Он принял революцию, пошел с ней — таков итог его жизни. Он никому не разрешил продумать за себя свое поведение в дни исторического поворота. Если общее течение — настроения и поступки его ученых коллег — не совпадает с его решением, он пойдет против течения! Пойдет один, но пойдет. Мужество Полежаева не в том, что он присоединился к новому течению жизни — оно для него не гром с ясного неба, оно, это течение, давно им ожидалось, мужество Полежаева в том, что он пошел против старого течения, он решился на одиночество в том обществе, в котором прожил жизнь, это придало трагическую окраску концу его жизни. Но он пошел на это, ибо в нем живет лютеровское: «Здесь я стою и не могу иначе!»

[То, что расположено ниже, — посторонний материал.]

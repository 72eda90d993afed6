//! Column preprocessing for tabular regression.
//!
//! Transformers follow a fit/transform split:
//!
//! - [`Transformer`]: Unfitted transformer with hyperparameters
//! - [`FittedTransformer`]: Fitted transformer ready for inference
//!
//! # Available Transformers
//!
//! - [`StandardScaler`]: Z-score normalization of one numeric column
//! - [`OneHotEncoder`]: Indicator columns for one categorical column
//! - [`ColumnTransformer`]: Combines the above over a set of named columns
//!
//! # Example
//!
//! ```ignore
//! use tabular_holdout::preprocessing::{
//!     ColumnTransformer, FittedColumnTransformer, FittedTransformer, Transformer,
//! };
//!
//! let ct = ColumnTransformer::new()
//!     .with_numeric(["Hour", "Temperature"])
//!     .with_categorical(["Seasons"]);
//!
//! let fitted = ct.fit(&train)?;
//! let train_features = fitted.transform(&train)?;
//!
//! // Save for later use
//! fitted.save_to_file("columns.bin")?;
//!
//! // Later, load and transform new data
//! let loaded = FittedColumnTransformer::load_from_file("columns.bin")?;
//! let test_features = loaded.transform(&test)?;
//! ```

pub mod column_transformer;
pub mod encoding;
pub mod scaling;
pub mod traits;

pub use column_transformer::{
    ColumnStep, ColumnStepParams, ColumnTransformer, ColumnTransformerParams, FittedColumnStep,
    FittedColumnTransformer,
};
pub use encoding::{FittedOneHotEncoder, HandleUnknown, OneHotEncoder, OneHotEncoderParams};
pub use scaling::{
    FittedStandardScaler, StandardScaler, StandardScalerConfig, StandardScalerParams,
};
pub use traits::{FittedTransformer, Transformer};
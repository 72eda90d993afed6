//! Standard Scaler (Z-score normalization).
//!
//! Transforms a numeric column by removing the mean and scaling to unit variance.
//!
//! The standard score of a sample `x` is calculated as:
//! ```text
//! z = (x - u) / s
//! ```
//! where `u` is the mean of the training samples, and `s` is the population
//! standard deviation (ddof = 0).
//!
//! # Example
//! ```ignore
//! use tabular_holdout::preprocessing::{FittedTransformer, StandardScaler, Transformer};
//!
//! let scaler = StandardScaler::new("Temperature");
//! let fitted = scaler.fit(&train)?;
//! let scaled = fitted.transform(&validation)?;
//! ```

use crate::dataset::Dataset;
use crate::error::{PipelineError, Result};
use crate::preprocessing::traits::{FittedTransformer, Transformer};
use ndarray::{Array1, Array2, ArrayView1, Axis};
use serde::{Deserialize, Serialize};

/// Relative tolerance below which a standard deviation counts as zero.
const ZERO_STD_TOLERANCE: f64 = 1e-12;

/// Configuration for StandardScaler.
#[derive(Clone, Copy, Debug, PartialEq, Serialize, Deserialize)]
pub struct StandardScalerConfig {
    /// If True, center the data before scaling.
    pub with_mean: bool,
    /// If True, scale the data to unit variance.
    pub with_std: bool,
}

impl Default for StandardScalerConfig {
    fn default() -> Self {
        Self {
            with_mean: true,
            with_std: true,
        }
    }
}

/// Serializable parameters for a fitted StandardScaler.
#[derive(Clone, Debug, PartialEq, Serialize, Deserialize)]
pub struct StandardScalerParams {
    /// Source column.
    pub column: String,
    /// Configuration options.
    pub config: StandardScalerConfig,
    /// Training mean (0 if with_mean=False).
    pub mean: f64,
    /// Training standard deviation (1 if with_std=False).
    pub std: f64,
}

/// StandardScaler transformer (unfitted) for one numeric column.
#[derive(Clone, Debug, PartialEq)]
pub struct StandardScaler {
    column: String,
    config: StandardScalerConfig,
}

impl StandardScaler {
    /// Create a new StandardScaler for `column` with default configuration.
    pub fn new(column: impl Into<String>) -> Self {
        Self {
            column: column.into(),
            config: StandardScalerConfig::default(),
        }
    }

    /// Set whether to center data by mean.
    pub fn with_mean(mut self, with_mean: bool) -> Self {
        self.config.with_mean = with_mean;
        self
    }

    /// Set whether to scale data to unit variance.
    pub fn with_std(mut self, with_std: bool) -> Self {
        self.config.with_std = with_std;
        self
    }

    /// Replace the whole configuration.
    pub fn with_config(mut self, config: StandardScalerConfig) -> Self {
        self.config = config;
        self
    }

    /// Column this scaler reads.
    pub fn column(&self) -> &str {
        &self.column
    }

    /// Fit directly on a slice of training values.
    pub fn fit_values(&self, values: &[f64]) -> Result<FittedStandardScaler> {
        if values.is_empty() {
            return Err(PipelineError::EmptyInput(format!(
                "cannot fit StandardScaler on empty column `{}`",
                self.column
            )));
        }
        if values.iter().any(|v| !v.is_finite()) {
            return Err(PipelineError::NonFiniteValue(self.column.clone()));
        }

        let (mean, std) = mean_and_std(ArrayView1::from(values));

        let std = if self.config.with_std {
            if std <= ZERO_STD_TOLERANCE * mean.abs().max(1.0) {
                return Err(PipelineError::ZeroVarianceColumn(self.column.clone()));
            }
            std
        } else {
            1.0
        };
        let mean = if self.config.with_mean { mean } else { 0.0 };

        Ok(FittedStandardScaler {
            column: self.column.clone(),
            config: self.config,
            mean,
            std,
        })
    }
}

/// Population mean and standard deviation of a non-empty view.
pub(crate) fn mean_and_std(values: ArrayView1<'_, f64>) -> (f64, f64) {
    let n = values.len() as f64;
    let mean = values.sum() / n;
    let var = values.iter().map(|v| (v - mean).powi(2)).sum::<f64>() / n;
    (mean, var.sqrt())
}

impl Transformer for StandardScaler {
    type Output = Array2<f64>;
    type Fitted = FittedStandardScaler;

    fn fit(&self, data: &Dataset) -> Result<Self::Fitted> {
        let values = data.numeric_column(&self.column)?;
        self.fit_values(&values)
    }
}

/// Fitted StandardScaler ready for inference.
#[derive(Clone, Debug, PartialEq)]
pub struct FittedStandardScaler {
    column: String,
    config: StandardScalerConfig,
    mean: f64,
    std: f64,
}

impl FittedStandardScaler {
    /// Column this scaler reads.
    pub fn column(&self) -> &str {
        &self.column
    }

    /// Training mean.
    pub fn mean(&self) -> f64 {
        self.mean
    }

    /// Training standard deviation.
    pub fn std(&self) -> f64 {
        self.std
    }

    /// Scale raw values with the learned mean and std.
    pub fn transform_values(&self, values: &[f64]) -> Array1<f64> {
        values.iter().map(|v| (v - self.mean) / self.std).collect()
    }

    /// Map standardized values back to the original units.
    pub fn inverse_transform(&self, scaled: ArrayView1<'_, f64>) -> Array1<f64> {
        scaled.mapv(|z| z * self.std + self.mean)
    }
}

impl FittedTransformer for FittedStandardScaler {
    type Output = Array2<f64>;
    type Params = StandardScalerParams;

    fn transform(&self, data: &Dataset) -> Result<Self::Output> {
        let values = data.numeric_column(&self.column)?;
        Ok(self.transform_values(&values).insert_axis(Axis(1)))
    }

    fn n_features_out(&self) -> usize {
        1
    }

    fn feature_names(&self) -> Vec<String> {
        vec![self.column.clone()]
    }

    fn extract_params(&self) -> Self::Params {
        StandardScalerParams {
            column: self.column.clone(),
            config: self.config,
            mean: self.mean,
            std: self.std,
        }
    }

    fn from_params(params: Self::Params) -> Result<Self> {
        if !params.mean.is_finite() || !params.std.is_finite() {
            return Err(PipelineError::NonFiniteValue(params.column));
        }
        if params.std <= 0.0 {
            return Err(PipelineError::ZeroVarianceColumn(params.column));
        }
        Ok(Self {
            column: params.column,
            config: params.config,
            mean: params.mean,
            std: params.std,
        })
    }
}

Его все бросили, на именины никто не придет… огромная гулкая квартира… пустая вешалка… молчит телефон. Ворвались студенты, осудили, пристыженные — смолкли, испугавшись его непоколебимого чувства собственного достоинства, ощутив свою мелковатость рядом с ним. Потом был этот скандал с Викентием, с рукописью книги. Нет, как он мог! Издавать за границей, да нет, вообще решать за него, что делать с его книгой! Кто-то другой решает за него — этого Полежаев пережить не может.
Потом Викентий упал на колени, каялся, кажется, потом ушел. Грустно: уходят люди, уходят люди…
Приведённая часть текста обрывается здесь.